"I'm out back dyeing"
"Ugh! Mom that is getting so old." I guess it's time for school to start, my comment about being out back dyeing is not funny anymore. Well last week, before it got so terribly hot, that is what I was doing. I was out in my backyard dyeing. I decided to use up the some of the dye stuff I had collected last year. When the sun is out I take advantage of it and solar dye.
While the sun was working away on the jars, I set to work on some 30x30" 100% cotton flour sack towels. The perfect size to try out some shibori techniques. Having recently received some new colors of fiber reactive dye, this would be a study of color and pattern.
|Sun, work your magic!|
|A beautiful basket of yarn!|
|The Fire Red dye bucket!|
I forgot to take any pictures of the 'packages' before they went into the dye bath. I am very careful to wear my mask and gloves which sometimes makes picture taking difficult. Although I don't have before pictures, I do have my notes. I document how each cloth is folded, the dye color name, as well as the details of the dye formula. If I really like how something turns out I want to be able to create a very similar piece.

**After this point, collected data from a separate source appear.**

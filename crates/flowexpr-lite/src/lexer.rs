pub mod error;
pub mod token;

use error::LexerError;
use nom::Parser;
use nom::{
    IResult,
    branch::alt,
    bytes::complete::{escaped_transform, tag, take_while_m_n},
    character::complete::{alpha1, alphanumeric1, char, digit1, multispace0, none_of},
    combinator::{map, map_opt, map_res, opt, recognize, value},
    multi::many0,
    sequence::{delimited, pair, preceded},
};
use nom_locate::{LocatedSpan, position};
use token::{TextRange, Token, TokenKind};

type Span<'a> = LocatedSpan<&'a str>;

fn range_of(span: &Span) -> TextRange {
    TextRange::new(span.location_offset(), span.fragment().len())
}

macro_rules! define_token_parser {
    ($name:ident, $tag:expr, $kind:expr) => {
        fn $name(input: Span) -> IResult<Span, Token> {
            map(tag($tag), |span: Span| Token {
                range: range_of(&span),
                kind: $kind,
            })
            .parse(input)
        }
    };
}

/// Splits expression text into tokens, always ending with [`TokenKind::Eof`].
pub fn tokenize(input: &str) -> Result<Vec<Token>, LexerError> {
    let (rest, mut tokens) = match many0(delimited(multispace0, token, multispace0)).parse(Span::new(input)) {
        Ok(result) => result,
        Err(nom::Err::Error(e)) | Err(nom::Err::Failure(e)) => return Err(unexpected_at(e.input)),
        Err(nom::Err::Incomplete(_)) => return Err(unexpected_at(Span::new(input))),
    };

    let trailing = rest.fragment().trim_start();
    if !trailing.is_empty() {
        let offset = rest.location_offset() + (rest.fragment().len() - trailing.len());
        let digits: String = trailing.chars().take_while(char::is_ascii_digit).collect();
        if !digits.is_empty() {
            return Err(LexerError::IntegerOutOfRange(TextRange::new(offset, digits.len()), digits));
        }
        let ch = trailing.chars().next().unwrap_or_default();
        return Err(LexerError::UnexpectedCharacter(TextRange::new(offset, ch.len_utf8()), ch));
    }

    tokens.push(Token {
        range: TextRange::new(input.len(), 0),
        kind: TokenKind::Eof,
    });
    Ok(tokens)
}

fn unexpected_at(span: Span) -> LexerError {
    let ch = span.fragment().chars().next().unwrap_or_default();
    LexerError::UnexpectedCharacter(TextRange::new(span.location_offset(), ch.len_utf8()), ch)
}

define_token_parser!(and_and, "&&", TokenKind::AndAnd);
define_token_parser!(or_or, "||", TokenKind::OrOr);
define_token_parser!(lte, "<=", TokenKind::Lte);
define_token_parser!(gte, ">=", TokenKind::Gte);
define_token_parser!(eq_eq, "==", TokenKind::EqEq);
define_token_parser!(ne_eq, "!=", TokenKind::NeEq);
define_token_parser!(l_paren, "(", TokenKind::LParen);
define_token_parser!(r_paren, ")", TokenKind::RParen);
define_token_parser!(l_bracket, "[", TokenKind::LBracket);
define_token_parser!(r_bracket, "]", TokenKind::RBracket);
define_token_parser!(l_brace, "{", TokenKind::LBrace);
define_token_parser!(r_brace, "}", TokenKind::RBrace);
define_token_parser!(comma, ",", TokenKind::Comma);
define_token_parser!(dot, ".", TokenKind::Dot);
define_token_parser!(question, "?", TokenKind::Question);
define_token_parser!(colon, ":", TokenKind::Colon);
define_token_parser!(plus, "+", TokenKind::Plus);
define_token_parser!(minus, "-", TokenKind::Minus);
define_token_parser!(star, "*", TokenKind::Star);
define_token_parser!(slash, "/", TokenKind::Slash);
define_token_parser!(percent, "%", TokenKind::Percent);
define_token_parser!(lt, "<", TokenKind::Lt);
define_token_parser!(gt, ">", TokenKind::Gt);
define_token_parser!(bang, "!", TokenKind::Bang);
define_token_parser!(equal, "=", TokenKind::Equal);
define_token_parser!(empty_string, "\"\"", TokenKind::StringLiteral(String::new()));

fn operators(input: Span) -> IResult<Span, Token> {
    alt((and_and, or_or, lte, gte, eq_eq, ne_eq)).parse(input)
}

fn punctuations(input: Span) -> IResult<Span, Token> {
    alt((
        l_paren, r_paren, l_bracket, r_bracket, l_brace, r_brace, comma, dot, question, colon, plus, minus, star,
        slash, percent, lt, gt, bang, equal,
    ))
    .parse(input)
}

fn number_literal(input: Span) -> IResult<Span, Token> {
    map_res(
        recognize(pair(digit1, opt(pair(char('.'), digit1)))),
        |span: Span| {
            let text = *span.fragment();
            let kind = if text.contains('.') {
                text.parse::<f64>().map(TokenKind::FloatLiteral).map_err(|_| ())?
            } else {
                text.parse::<i64>().map(TokenKind::IntLiteral).map_err(|_| ())?
            };
            Ok::<_, ()>(Token {
                range: range_of(&span),
                kind,
            })
        },
    )
    .parse(input)
}

fn unicode(input: Span) -> IResult<Span, char> {
    map_opt(
        map_res(
            preceded(
                char('u'),
                delimited(
                    char('{'),
                    take_while_m_n(1, 6, |c: char| c.is_ascii_hexdigit()),
                    char('}'),
                ),
            ),
            |span: Span| u32::from_str_radix(span.fragment(), 16),
        ),
        char::from_u32,
    )
    .parse(input)
}

fn string_literal(input: Span) -> IResult<Span, Token> {
    let (span, start) = position(input)?;
    let (span, s) = delimited(
        char('"'),
        escaped_transform(
            none_of("\"\\"),
            '\\',
            alt((
                value('\\', char('\\')),
                value('\"', char('\"')),
                value('\r', char('r')),
                value('\n', char('n')),
                value('\t', char('t')),
                unicode,
            )),
        ),
        char('"'),
    )
    .parse(span)?;
    let (span, end) = position(span)?;

    Ok((
        span,
        Token {
            range: TextRange::new(
                start.location_offset(),
                end.location_offset() - start.location_offset(),
            ),
            kind: TokenKind::StringLiteral(s.to_string()),
        },
    ))
}

fn literals(input: Span) -> IResult<Span, Token> {
    alt((number_literal, empty_string, string_literal)).parse(input)
}

fn ident(input: Span) -> IResult<Span, Token> {
    map(
        recognize(pair(alt((alpha1, tag("_"))), many0(alt((alphanumeric1, tag("_")))))),
        |span: Span| {
            let kind = match *span.fragment() {
                "true" => TokenKind::BoolLiteral(true),
                "false" => TokenKind::BoolLiteral(false),
                "null" => TokenKind::Null,
                "new" => TokenKind::New,
                "typeof" => TokenKind::Typeof,
                "is" => TokenKind::Is,
                "as" => TokenKind::As,
                name => TokenKind::Ident(name.into()),
            };
            Token {
                range: range_of(&span),
                kind,
            }
        },
    )
    .parse(input)
}

fn token(input: Span) -> IResult<Span, Token> {
    alt((operators, punctuations, literals, ident)).parse(input)
}

#[cfg(test)]
mod tests {
    use rstest::rstest;

    use super::*;

    fn kinds(input: &str) -> Vec<TokenKind> {
        tokenize(input).unwrap().into_iter().map(|t| t.kind).collect()
    }

    #[rstest]
    #[case::member_arithmetic(
        "customer.Age + 1",
        vec![
            TokenKind::Ident("customer".into()),
            TokenKind::Dot,
            TokenKind::Ident("Age".into()),
            TokenKind::Plus,
            TokenKind::IntLiteral(1),
            TokenKind::Eof,
        ]
    )]
    #[case::comparisons(
        "a<=b&&c!=d||!e",
        vec![
            TokenKind::Ident("a".into()),
            TokenKind::Lte,
            TokenKind::Ident("b".into()),
            TokenKind::AndAnd,
            TokenKind::Ident("c".into()),
            TokenKind::NeEq,
            TokenKind::Ident("d".into()),
            TokenKind::OrOr,
            TokenKind::Bang,
            TokenKind::Ident("e".into()),
            TokenKind::Eof,
        ]
    )]
    #[case::keywords(
        "new Point[] { } is typeof as null true",
        vec![
            TokenKind::New,
            TokenKind::Ident("Point".into()),
            TokenKind::LBracket,
            TokenKind::RBracket,
            TokenKind::LBrace,
            TokenKind::RBrace,
            TokenKind::Is,
            TokenKind::Typeof,
            TokenKind::As,
            TokenKind::Null,
            TokenKind::BoolLiteral(true),
            TokenKind::Eof,
        ]
    )]
    #[case::numbers(
        "1.5 42 7.ToString()",
        vec![
            TokenKind::FloatLiteral(1.5),
            TokenKind::IntLiteral(42),
            TokenKind::IntLiteral(7),
            TokenKind::Dot,
            TokenKind::Ident("ToString".into()),
            TokenKind::LParen,
            TokenKind::RParen,
            TokenKind::Eof,
        ]
    )]
    #[case::strings(
        r#""" "a\"b\u{0063}""#,
        vec![
            TokenKind::StringLiteral(String::new()),
            TokenKind::StringLiteral("a\"bc".to_string()),
            TokenKind::Eof,
        ]
    )]
    fn test_tokenize(#[case] input: &str, #[case] expected: Vec<TokenKind>) {
        assert_eq!(kinds(input), expected);
    }

    #[test]
    fn test_token_ranges() {
        let tokens = tokenize("  x == \"ab\"").unwrap();
        assert_eq!(tokens[0].range, TextRange::new(2, 1));
        assert_eq!(tokens[1].range, TextRange::new(4, 2));
        assert_eq!(tokens[2].range, TextRange::new(7, 4));
        assert_eq!(tokens[3].range, TextRange::new(11, 0));
    }

    #[rstest]
    #[case::unknown_char("x # y", LexerError::UnexpectedCharacter(TextRange::new(2, 1), '#'))]
    #[case::unterminated("\"abc", LexerError::UnexpectedCharacter(TextRange::new(0, 1), '"'))]
    #[case::too_large(
        "99999999999999999999",
        LexerError::IntegerOutOfRange(TextRange::new(0, 20), "99999999999999999999".to_string())
    )]
    fn test_tokenize_errors(#[case] input: &str, #[case] expected: LexerError) {
        assert_eq!(tokenize(input), Err(expected));
    }
}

It is really fun to see what patterns the ties, blocks, and clamps create. Some of them I know what to expect and others come out with a pattern makes me think, Oh I want to try that again but do XZY with it. And I am off to work on another 'package'. The male part of my household seem to like the circle motifs best while I prefer the linear and diamond designs. I have something for everyone.
The next day was a new set of colors and a new set of 'packages'. I also tried a few bundles of 100% cotton yarn that could be used as a warp for my weaving and a couple of squares of 100% linen. The colors this time were cool colors, Turquoise and Avocado.
When I am trying out colors and patterns I really don't have a plan for the end fabrics. I guess that is how I do everything. I let the end cloth decide what it wants to be. I think the small squares will work great for furoshiki . But I am open if something else inspires me.
There are always more colors and patterns to try. Next up are Kiwi, Chocolate, Straw, Pagoda Red, and Basic Blue. I have already started gathering more items for the shibori: tongue depressors, plastic shapes, and PVC pipe. Anything is possible when you are not afraid of making a mistake, I only have happy accidents.
|Some of the items I used. |
This is why it's sometimes called a 'dye kitchen'.
I have to tend to these like you would a pot of soup. Stir frequently, add a little salt, stir frequently for 15 minutes, let sit for 15 minutes, add something else, stir again, and sit for 30 minutes. I think you get the picture. Listening to podcasts helps the time go quickly, lately it has been On Being with Krista Tippett, Dear Sugar, and Magic Lessons. Some of these can be on a speaker in the backyard and some need headphones, I'll let you figure out which ones are which, they are all great to listen to. After approximately two episodes the bundles are ready for their first rinse and to be unpackaged. That is when the magic is revealed.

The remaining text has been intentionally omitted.